Latin also gained influence as it became the language of education and the church. These languages intermingled with one another throughout the centuries and became Middle English.
This Middle English period is when the English language began to become more readily documented, as many literary works were written and printed as William Caxton brought the printing press from Europe into Britain. The spelling of English was still irregular but it was intelligible across a wide geographic range.
The biggest factor that changed Middle English into Modern English, however, was the great vowel shift from the 1400s to the 1700s. The reason is unknown as to why the vowel shift happened, but the most common theory has to do with the idea of anti-French sentiment, prestige, French loanwords, and population migration. The pronunciation of long vowels changed and some consonants were also affected, with some becoming silent, leading to the modern pronunciations found in English.
Standardization started to happen in the 1700s. Samuel Johnson published the first comprehensive English dictionary in 1755, as people were simultaneously becoming more educated and the advancements in printing and bookbinding meant that books were available to the public at a reasonable cost. Printers needed a standardized pattern of grammar, definitions, and spelling. Johnson’s work would be expanded upon in the 1800s with the Oxford dictionary, when we entered the late stage of Modern English, the one we are currently in and the latest stage of development of the English language.

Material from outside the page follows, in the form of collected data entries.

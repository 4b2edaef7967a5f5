//! Enrichment cache access / 外部结果缓存
//!
//! `external_results` is keyed by (query, language, url). Inserts are
//! idempotent: a duplicate triple is skipped by SQLite, never reported.

use sqlx::SqlitePool;
use std::time::Duration;

use crate::models::{ExternalItem, ExternalResult};

#[derive(Clone)]
pub struct ResultStore {
    db: SqlitePool,
}

impl ResultStore {
    pub fn new(db: SqlitePool) -> Self {
        Self { db }
    }

    pub fn pool(&self) -> &SqlitePool {
        &self.db
    }

    /// True iff at least one cached row matches both fields exactly
    pub async fn exists_external(&self, query: &str, language: &str) -> Result<bool, sqlx::Error> {
        let count: i64 = sqlx::query_scalar(
            "SELECT COUNT(*) FROM external_results WHERE query = ? AND language = ?",
        )
        .bind(query)
        .bind(language)
        .fetch_one(&self.db)
        .await?;
        Ok(count > 0)
    }

    /// Bulk insert; returns how many rows were new
    pub async fn insert_external(
        &self,
        query: &str,
        language: &str,
        items: &[ExternalItem],
    ) -> Result<u64, sqlx::Error> {
        if items.is_empty() {
            return Ok(0);
        }

        let mut tx = self.db.begin().await?;
        let mut inserted = 0;
        for item in items {
            let result = sqlx::query(
                "INSERT OR IGNORE INTO external_results (query, language, title, url, snippet) VALUES (?, ?, ?, ?, ?)",
            )
            .bind(query)
            .bind(language)
            .bind(&item.title)
            .bind(&item.url)
            .bind(&item.snippet)
            .execute(&mut *tx)
            .await?;
            inserted += result.rows_affected();
        }
        tx.commit().await?;
        Ok(inserted)
    }

    pub async fn get_external(&self, query: &str, language: &str) -> Result<Vec<ExternalResult>, sqlx::Error> {
        sqlx::query_as::<_, ExternalResult>(
            "SELECT id, query, language, title, url, snippet, created_at FROM external_results WHERE query = ? AND language = ? ORDER BY id",
        )
        .bind(query)
        .bind(language)
        .fetch_all(&self.db)
        .await
    }

    /// Delete rows for the pair older than `ttl`, so the pair reads as a miss
    pub async fn purge_stale_external(
        &self,
        query: &str,
        language: &str,
        ttl: Duration,
    ) -> Result<u64, sqlx::Error> {
        let modifier = format!("-{} seconds", ttl.as_secs());
        let result = sqlx::query(
            "DELETE FROM external_results WHERE query = ? AND language = ? AND created_at < datetime('now', ?)",
        )
        .bind(query)
        .bind(language)
        .bind(modifier)
        .execute(&self.db)
        .await?;
        Ok(result.rows_affected())
    }
}

#[cfg(test)]
mod tests {
    use super::*;
    use crate::db;

    async fn store() -> ResultStore {
        let pool = db::connect_in_memory().await.unwrap();
        db::run_migrations(&pool).await.unwrap();
        ResultStore::new(pool)
    }

    fn item(url: &str) -> ExternalItem {
        ExternalItem {
            title: "Rust".to_string(),
            url: url.to_string(),
            snippet: "<span>Rust</span> is a language".to_string(),
        }
    }

    #[tokio::test]
    async fn test_insert_same_triple_twice_keeps_one_row() {
        let store = store().await;
        let items = vec![item("https://en.wikipedia.org/?curid=1")];

        assert_eq!(store.insert_external("rust", "en", &items).await.unwrap(), 1);
        assert_eq!(store.insert_external("rust", "en", &items).await.unwrap(), 0);

        let rows = store.get_external("rust", "en").await.unwrap();
        assert_eq!(rows.len(), 1);
        assert_eq!(rows[0].url, "https://en.wikipedia.org/?curid=1");
    }

    #[tokio::test]
    async fn test_exists_is_exact_and_language_scoped() {
        let store = store().await;
        store
            .insert_external("rust", "en", &[item("https://en.wikipedia.org/?curid=1")])
            .await
            .unwrap();

        assert!(store.exists_external("rust", "en").await.unwrap());
        assert!(!store.exists_external("Rust", "en").await.unwrap());
        assert!(!store.exists_external("rust", "da").await.unwrap());
    }

    #[tokio::test]
    async fn test_same_url_allowed_for_other_query() {
        let store = store().await;
        let items = vec![item("https://en.wikipedia.org/?curid=1")];
        store.insert_external("rust", "en", &items).await.unwrap();
        store.insert_external("rust lang", "en", &items).await.unwrap();

        assert_eq!(store.get_external("rust", "en").await.unwrap().len(), 1);
        assert_eq!(store.get_external("rust lang", "en").await.unwrap().len(), 1);
    }

    #[tokio::test]
    async fn test_empty_insert_is_noop() {
        let store = store().await;
        assert_eq!(store.insert_external("rust", "en", &[]).await.unwrap(), 0);
        assert!(!store.exists_external("rust", "en").await.unwrap());
    }

    #[tokio::test]
    async fn test_purge_removes_only_stale_rows() {
        let store = store().await;
        store
            .insert_external("rust", "en", &[item("https://en.wikipedia.org/?curid=1")])
            .await
            .unwrap();
        sqlx::query(
            "INSERT INTO external_results (query, language, title, url, snippet, created_at) VALUES ('rust', 'en', 'Old', 'https://en.wikipedia.org/?curid=2', '', datetime('now', '-30 days'))",
        )
        .execute(store.pool())
        .await
        .unwrap();

        let purged = store
            .purge_stale_external("rust", "en", Duration::from_secs(7 * 24 * 3600))
            .await
            .unwrap();
        assert_eq!(purged, 1);

        let rows = store.get_external("rust", "en").await.unwrap();
        assert_eq!(rows.len(), 1);
        assert_eq!(rows[0].url, "https://en.wikipedia.org/?curid=1");
    }
}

So that is how Old English evolved into Modern English. The Norman invasion brought a French influence and the church brought a Latin influence into the originally West Germanic language, and they merged over time as the trilingual population began to mix and become Middle English. Middle English then evolved into Modern English through the introduction of more well-documented works, printing technology, and a marked shift in vowels and standardization.
Liam is the digital marketing apprentice working for Lingua Fonica. He speaks English fluently and has studied English language for his A-Level qualification, providing him with knowledge surrounding the formation of words and the origins of the English language.